Excerpts from a dataset:

use std::marker::PhantomData;
use std::sync::Arc;

use async_trait::async_trait;
use chrono::Utc;
use finscore_sheets::GridSource;
use log::{debug, info, warn};

use super::normalizer::{normalize_grid, normalize_ticker};
use super::scores_model::RefreshSummary;
use super::scores_traits::{ScoreRepositoryTrait, ScoreServiceTrait, SheetRecord};
use crate::constants::MAX_TICKER_LEN;
use crate::errors::Result;

/// Fetch, normalize and reconcile cycle for one dataset.
pub struct ScoreService<R: SheetRecord> {
    repository: Arc<dyn ScoreRepositoryTrait<R>>,
    source: Arc<dyn GridSource>,
    sheet_name: String,
    _record: PhantomData<fn() -> R>,
}

impl<R: SheetRecord> ScoreService<R> {
    pub fn new(
        repository: Arc<dyn ScoreRepositoryTrait<R>>,
        source: Arc<dyn GridSource>,
        sheet_name: impl Into<String>,
    ) -> Self {
        ScoreService {
            repository,
            source,
            sheet_name: sheet_name.into(),
            _record: PhantomData,
        }
    }
}

#[async_trait]
impl<R: SheetRecord> ScoreServiceTrait<R> for ScoreService<R> {
    async fn list_records(&self, refresh: bool) -> Result<Vec<R::Entity>> {
        if refresh {
            self.refresh().await?;
        }
        self.repository.list()
    }

    fn get_record(&self, ticker: &str) -> Result<Option<R::Entity>> {
        let ticker = normalize_ticker(ticker);
        if ticker.is_empty() || ticker.chars().count() > MAX_TICKER_LEN {
            return Ok(None);
        }
        self.repository.get_by_ticker(&ticker)
    }

    async fn refresh(&self) -> Result<RefreshSummary> {
        let label = R::DATASET.label();
        info!(
            "Refreshing {} data from sheet '{}' via {}",
            label,
            self.sheet_name,
            self.source.id()
        );

        let grid = self
            .source
            .fetch_grid(&self.sheet_name)
            .await
            .inspect_err(|e| {
                warn!(
                    "{} fetch failed (transient: {}): {}",
                    label,
                    e.is_transient(),
                    e
                )
            })?;
        debug!("{} sheet returned {} rows", label, grid.rows.len());

        let records: Vec<R> = normalize_grid(&grid);
        let records_processed = records.len();
        let stats = self.repository.reconcile(records).await?;

        Ok(RefreshSummary {
            dataset: R::DATASET,
            records_processed,
            stats,
            timestamp: Utc::now(),
        })
    }
}
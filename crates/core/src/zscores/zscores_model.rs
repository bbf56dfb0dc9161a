//! Z-Score domain models.

use chrono::{DateTime, Utc};
use serde::{Deserialize, Serialize};

use crate::scores::{
    merge_field, ColumnMapping, Dataset, FieldSlot, ScoreEntity, SheetRecord,
};

/// Persisted Z-Score row.
#[derive(Debug, Clone, Serialize, Deserialize, PartialEq)]
#[serde(rename_all = "camelCase")]
pub struct ZScore {
    pub id: i32,
    pub ticker: String,
    pub year_2024: Option<f64>,
    pub year_2023: Option<f64>,
    pub year_2022: Option<f64>,
    pub year_2021: Option<f64>,
    pub year_2020: Option<f64>,
    pub updated_at: Option<DateTime<Utc>>,
}

impl ScoreEntity for ZScore {
    fn blank(ticker: &str) -> Self {
        ZScore {
            id: 0,
            ticker: ticker.to_string(),
            year_2024: None,
            year_2023: None,
            year_2022: None,
            year_2021: None,
            year_2020: None,
            updated_at: None,
        }
    }

    fn ticker(&self) -> &str {
        &self.ticker
    }
}

/// A Z-Score row as read from the sheet. `None` means the column was absent.
#[derive(Debug, Clone, Default, PartialEq)]
pub struct ZScoreRecord {
    pub ticker: String,
    pub year_2024: Option<Option<f64>>,
    pub year_2023: Option<Option<f64>>,
    pub year_2022: Option<Option<f64>>,
    pub year_2021: Option<Option<f64>>,
    pub year_2020: Option<Option<f64>>,
}

pub static ZSCORE_COLUMNS: [ColumnMapping<ZScoreRecord>; 5] = [
    ColumnMapping {
        header: "2024Y",
        field: "year_2024",
        slot: FieldSlot::Numeric(|r| &mut r.year_2024),
    },
    ColumnMapping {
        header: "2023Y",
        field: "year_2023",
        slot: FieldSlot::Numeric(|r| &mut r.year_2023),
    },
    ColumnMapping {
        header: "2022Y",
        field: "year_2022",
        slot: FieldSlot::Numeric(|r| &mut r.year_2022),
    },
    ColumnMapping {
        header: "2021Y",
        field: "year_2021",
        slot: FieldSlot::Numeric(|r| &mut r.year_2021),
    },
    ColumnMapping {
        header: "2020Y",
        field: "year_2020",
        slot: FieldSlot::Numeric(|r| &mut r.year_2020),
    },
];

impl SheetRecord for ZScoreRecord {
    type Entity = ZScore;

    const DATASET: Dataset = Dataset::ZScore;

    fn columns() -> &'static [ColumnMapping<Self>] {
        &ZSCORE_COLUMNS
    }

    fn with_ticker(ticker: String) -> Self {
        ZScoreRecord {
            ticker,
            ..Default::default()
        }
    }

    fn ticker(&self) -> &str {
        &self.ticker
    }

    fn merge_into(&self, entity: &mut ZScore) {
        merge_field(&mut entity.year_2024, &self.year_2024);
        merge_field(&mut entity.year_2023, &self.year_2023);
        merge_field(&mut entity.year_2022, &self.year_2022);
        merge_field(&mut entity.year_2021, &self.year_2021);
        merge_field(&mut entity.year_2020, &self.year_2020);
    }
}

#[cfg(test)]
mod tests {
    use super::*;
    use crate::scores::normalize_grid;
    use finscore_sheets::SheetGrid;

    #[test]
    fn test_column_table_covers_every_year() {
        let headers: Vec<&str> = ZSCORE_COLUMNS.iter().map(|c| c.header).collect();
        assert_eq!(headers, ["2024Y", "2023Y", "2022Y", "2021Y", "2020Y"]);
        assert!(ZSCORE_COLUMNS
            .iter()
            .all(|c| matches!(c.slot, FieldSlot::Numeric(_))));
    }

    #[test]
    fn test_sheet_row_to_new_entity() {
        let grid = SheetGrid::from_rows([
            vec!["Ticker", "2024Y", "2023Y", "2022Y", "2021Y", "2020Y"],
            vec!["aaa", "3,5", "", "x", "1.2", "-0,25"],
        ]);

        let records: Vec<ZScoreRecord> = normalize_grid(&grid);
        let entity = records[0].to_entity();

        assert_eq!(entity.ticker, "AAA");
        assert_eq!(entity.year_2024, Some(3.5));
        assert_eq!(entity.year_2023, None);
        assert_eq!(entity.year_2022, None);
        assert_eq!(entity.year_2021, Some(1.2));
        assert_eq!(entity.year_2020, Some(-0.25));
        assert_eq!(entity.updated_at, None);
    }

    #[test]
    fn test_merge_keeps_ticker_and_absent_fields() {
        let mut entity = ZScore {
            year_2022: Some(7.0),
            ..ZScore::blank("AAA")
        };
        let record = ZScoreRecord {
            year_2024: Some(Some(1.0)),
            ..ZScoreRecord::with_ticker("AAA".to_string())
        };

        record.merge_into(&mut entity);

        assert_eq!(entity.ticker, "AAA");
        assert_eq!(entity.year_2024, Some(1.0));
        assert_eq!(entity.year_2022, Some(7.0));
    }
}
//! Grid sources.

mod google;
mod traits;

pub use google::{GoogleSheetsClient, SheetsConfig};
pub use traits::GridSource;
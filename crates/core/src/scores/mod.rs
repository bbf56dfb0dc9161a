//! Shared sheet-to-store pipeline used by every score dataset.
//!
//! - [`cell_values`]: coercion of raw cell strings into typed values
//! - [`columns`]: static header-to-field tables and the header index
//! - [`normalizer`]: grid to typed records
//! - [`reconciler`]: insert / sparse-merge / isolate-failure per record

pub mod cell_values;
pub mod columns;
pub mod normalizer;
pub mod reconciler;
mod scores_model;
mod scores_service;
mod scores_traits;

pub use cell_values::{parse_boolean, parse_integer, parse_numeric};
pub use columns::{ColumnMapping, FieldSlot, HeaderIndex};
pub use normalizer::{normalize_grid, normalize_ticker};
pub use reconciler::{reconcile, reconcile_record};
pub use scores_model::{Dataset, ReconcileStats, RecordOutcome, RefreshSummary};
pub use scores_service::ScoreService;
pub use scores_traits::{
    merge_field, ReconcileStore, RecordScope, ScoreEntity, ScoreRepositoryTrait,
    ScoreServiceTrait, SheetRecord,
};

Task requirements
Bring together all lines of the entries above in which the string "PhantomData" occurs.

Response to the task
use std::marker::PhantomData;
    _record: PhantomData<fn() -> R>,
            _record: PhantomData,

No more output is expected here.